--- START ---

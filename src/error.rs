//! Error types shared across the fetch, parse and orchestration layers.

use std::time::Duration;

use thiserror::Error;

/// Classified outcome of a single upstream request that did not produce a body.
///
/// Every expected failure mode is a variant, so the retry policy can branch on
/// it instead of inspecting transport errors.
#[derive(Debug, Clone, PartialEq, Eq, Error)]
pub enum FetchError {
    #[error("request timed out")]
    Timeout,
    #[error("network unreachable: {0}")]
    NetworkUnreachable(String),
    #[error("upstream returned HTTP {0}")]
    HttpStatus(u16),
    #[error("API key rejected by upstream (HTTP {0})")]
    AuthRejected(u16),
    #[error("rate limited by upstream")]
    RateLimited { retry_after: Option<Duration> },
    #[error("invalid request: {0}")]
    InvalidRequest(String),
}

impl FetchError {
    /// Returns `true` if another attempt could plausibly succeed.
    pub fn is_retryable(&self) -> bool {
        match self {
            FetchError::Timeout | FetchError::NetworkUnreachable(_) => true,
            FetchError::RateLimited { .. } => true,
            FetchError::HttpStatus(code) => *code >= 500 || *code == 408,
            FetchError::AuthRejected(_) | FetchError::InvalidRequest(_) => false,
        }
    }
}

/// Failure to turn a response body into predictions.
#[derive(Debug, Clone, PartialEq, Eq, Error)]
pub enum ParseError {
    #[error("malformed payload: {0}")]
    Malformed(String),
    /// Well-formed payload with nothing due. Not a failure for the poll cycle.
    #[error("no predictions in payload")]
    Empty,
}

#[derive(Debug, Error)]
pub enum ConfigError {
    #[error("failed to read config: {0}")]
    Io(#[from] std::io::Error),
    #[error("failed to parse config: {0}")]
    Json(#[from] serde_json::Error),
    #[error("no API key configured (set api_key or MUNI_API_KEY)")]
    MissingApiKey,
    #[error("invalid stop code '{0}'")]
    InvalidStopCode(String),
    #[error("stop code '{0}' is configured more than once")]
    DuplicateStop(String),
    #[error("unknown timezone '{0}'")]
    UnknownTimezone(String),
    #[error("{0} must be greater than zero")]
    Zero(&'static str),
    #[error(
        "worst-case poll time {worst_case:?} is not below the poll interval {interval:?}; \
         lower the timeout, attempts or max delay"
    )]
    PollBudgetExceeded {
        worst_case: Duration,
        interval: Duration,
    },
}

#[derive(Debug, Error)]
pub enum CacheError {
    #[error("cache io error: {0}")]
    Io(#[from] std::io::Error),
    #[error("cache serialization error: {0}")]
    Json(#[from] serde_json::Error),
}

/// Errors surfaced to the host when starting or reconfiguring the service.
#[derive(Debug, Error)]
pub enum ServiceError {
    #[error(transparent)]
    Config(#[from] ConfigError),
    #[error("failed to build HTTP client: {0}")]
    Client(#[from] reqwest::Error),
    #[error("stop '{0}' is not configured")]
    UnknownStop(String),
}

#[cfg(test)]
mod tests {
    use super::*;

    #[test]
    fn test_retryable_classification() {
        assert!(FetchError::Timeout.is_retryable());
        assert!(FetchError::NetworkUnreachable("reset".into()).is_retryable());
        assert!(FetchError::RateLimited { retry_after: None }.is_retryable());
        assert!(FetchError::HttpStatus(503).is_retryable());
        assert!(FetchError::HttpStatus(408).is_retryable());
        assert!(!FetchError::HttpStatus(404).is_retryable());
        assert!(!FetchError::AuthRejected(401).is_retryable());
        assert!(!FetchError::InvalidRequest("bad url".into()).is_retryable());
    }
}
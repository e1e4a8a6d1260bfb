mod client;
mod basic;
mod rate_limit;
pub mod auth;

pub use client::HttpClient;
pub use basic::BasicClient;
pub use rate_limit::{RateLimiter, RateLimiterStatus};

use std::sync::Arc;
use std::time::Duration;

use bytes::Bytes;
use chrono::{DateTime, Utc};
use reqwest::header::{ACCEPT, HeaderMap, HeaderValue, RETRY_AFTER};
use reqwest::{StatusCode, Url};
use tracing::{debug, instrument};

use crate::config::ServiceConfig;
use crate::error::FetchError;
use auth::UrlParam;

pub const API_ENDPOINT: &str = "https://api.511.org/transit/StopMonitoring";
pub const API_KEY_PARAM: &str = "api_key";

/// Builds the production client: a timeout-bounded [`BasicClient`] that adds
/// the configured API key to every request.
pub fn connect(config: &ServiceConfig) -> reqwest::Result<UrlParam<BasicClient>> {
    let basic = BasicClient::new(config.request_timeout())?;
    Ok(UrlParam::new(basic, API_KEY_PARAM, config.api_key.clone()))
}

/// Issues one StopMonitoring request per call. Holds no per-stop state.
pub struct StopFetcher<C> {
    client: C,
    endpoint: String,
    agency: String,
    limiter: Arc<RateLimiter>,
}

impl<C: HttpClient> StopFetcher<C> {
    pub fn new(client: C, endpoint: impl Into<String>, agency: impl Into<String>, limiter: Arc<RateLimiter>) -> Self {
        Self {
            client,
            endpoint: endpoint.into(),
            agency: agency.into(),
            limiter,
        }
    }

    pub fn limiter(&self) -> &RateLimiter {
        &self.limiter
    }

    /// Request URL for one stop, without the API key.
    pub fn stop_url(&self, stop_code: &str) -> Result<Url, FetchError> {
        Url::parse_with_params(
            &self.endpoint,
            &[
                ("agency", self.agency.as_str()),
                ("stopcode", stop_code),
                ("format", "json"),
            ],
        )
        .map_err(|e| FetchError::InvalidRequest(e.to_string()))
    }

    /// One attempt: takes a rate-limit token, sends the request and returns
    /// the body of a 2xx response.
    #[instrument(skip(self), fields(agency = %self.agency))]
    pub async fn fetch(&self, stop_code: &str) -> Result<Bytes, FetchError> {
        let url = self.stop_url(stop_code)?;
        self.limiter.acquire().await;
        let body = fetch_bytes(&self.client, url).await?;
        debug!(bytes = body.len(), "Fetched stop predictions");
        Ok(body)
    }
}

pub async fn fetch_bytes<C: HttpClient>(client: &C, url: Url) -> Result<Bytes, FetchError> {
    let mut req = reqwest::Request::new(reqwest::Method::GET, url);
    req.headers_mut()
        .insert(ACCEPT, HeaderValue::from_static("application/json"));

    let resp = client.execute(req).await.map_err(classify_transport)?;
    let status = resp.status();
    if !status.is_success() {
        return Err(classify_status(status, resp.headers(), Utc::now()));
    }
    resp.bytes().await.map_err(classify_transport)
}

/// Maps a non-2xx status to its failure class.
pub fn classify_status(status: StatusCode, headers: &HeaderMap, now: DateTime<Utc>) -> FetchError {
    match status {
        StatusCode::UNAUTHORIZED | StatusCode::FORBIDDEN => FetchError::AuthRejected(status.as_u16()),
        StatusCode::TOO_MANY_REQUESTS => FetchError::RateLimited {
            retry_after: retry_after_hint(headers, now),
        },
        _ => FetchError::HttpStatus(status.as_u16()),
    }
}

/// Parses `Retry-After` as delta-seconds or as an HTTP date.
pub fn retry_after_hint(headers: &HeaderMap, now: DateTime<Utc>) -> Option<Duration> {
    let value = headers.get(RETRY_AFTER)?.to_str().ok()?.trim();
    if let Ok(secs) = value.parse::<u64>() {
        return Some(Duration::from_secs(secs));
    }
    let at = DateTime::parse_from_rfc2822(value).ok()?.with_timezone(&Utc);
    Some((at - now).to_std().unwrap_or(Duration::ZERO))
}

// The URL carries the API key once it has gone through UrlParam.
fn classify_transport(err: reqwest::Error) -> FetchError {
    let err = err.without_url();
    if err.is_timeout() {
        FetchError::Timeout
    } else {
        FetchError::NetworkUnreachable(err.to_string())
    }
}

#[cfg(test)]
mod tests {
    use super::*;
    use crate::test_support::{Reply, ScriptedClient};
    use chrono::TimeZone;

    fn fetcher(client: ScriptedClient) -> StopFetcher<ScriptedClient> {
        StopFetcher::new(
            client,
            API_ENDPOINT,
            "SF",
            Arc::new(RateLimiter::new(60, Duration::from_secs(60))),
        )
    }

    #[test]
    fn test_stop_url_has_query_without_key() {
        let url = fetcher(ScriptedClient::new(vec![])).stop_url("13543").unwrap();
        assert_eq!(
            url.as_str(),
            "https://api.511.org/transit/StopMonitoring?agency=SF&stopcode=13543&format=json"
        );
        assert!(!url.as_str().contains("api_key"));
    }

    #[test]
    fn test_bad_endpoint_is_invalid_request() {
        let f = StopFetcher::new(
            ScriptedClient::new(vec![]),
            "not a url",
            "SF",
            Arc::new(RateLimiter::new(1, Duration::from_secs(1))),
        );
        assert!(matches!(f.stop_url("1"), Err(FetchError::InvalidRequest(_))));
    }

    #[tokio::test]
    async fn test_success_returns_body() {
        let client = ScriptedClient::new(vec![Reply::ok(r#"{"ServiceDelivery":{}}"#)]);
        let body = fetcher(client.clone()).fetch("13543").await.unwrap();
        assert_eq!(&body[..], br#"{"ServiceDelivery":{}}"#);
        assert_eq!(client.calls(), 1);
    }

    #[tokio::test]
    async fn test_status_classification() {
        let client = ScriptedClient::new(vec![
            Reply::status(401),
            Reply::status(403),
            Reply::status(404),
            Reply::status(503),
            Reply::status(429).with_header("retry-after", "7"),
        ]);
        let f = fetcher(client);

        assert_eq!(f.fetch("1").await, Err(FetchError::AuthRejected(401)));
        assert_eq!(f.fetch("1").await, Err(FetchError::AuthRejected(403)));
        assert_eq!(f.fetch("1").await, Err(FetchError::HttpStatus(404)));
        assert_eq!(f.fetch("1").await, Err(FetchError::HttpStatus(503)));
        assert_eq!(
            f.fetch("1").await,
            Err(FetchError::RateLimited {
                retry_after: Some(Duration::from_secs(7))
            })
        );
    }

    #[test]
    fn test_retry_after_http_date() {
        let now = Utc.with_ymd_and_hms(2015, 10, 21, 7, 27, 50).unwrap();
        let mut headers = HeaderMap::new();
        headers.insert(RETRY_AFTER, HeaderValue::from_static("Wed, 21 Oct 2015 07:28:00 GMT"));
        assert_eq!(retry_after_hint(&headers, now), Some(Duration::from_secs(10)));

        // dates in the past mean "now"
        let later = Utc.with_ymd_and_hms(2015, 10, 21, 8, 0, 0).unwrap();
        assert_eq!(retry_after_hint(&headers, later), Some(Duration::ZERO));

        headers.insert(RETRY_AFTER, HeaderValue::from_static("soon"));
        assert_eq!(retry_after_hint(&headers, now), None);
    }
}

--- END ---

--- INSTRUCTIONS FOR THE TASK ---
Search the records for the string "ScriptedClient" and report each line that has it.

--- RESPONSE AREA ---
    use crate::test_support::{Reply, ScriptedClient};
    fn fetcher(client: ScriptedClient) -> StopFetcher<ScriptedClient> {
        let url = fetcher(ScriptedClient::new(vec![])).stop_url("13543").unwrap();
            ScriptedClient::new(vec![]),
        let client = ScriptedClient::new(vec![Reply::ok(r#"{"ServiceDelivery":{}}"#)]);
        let client = ScriptedClient::new(vec![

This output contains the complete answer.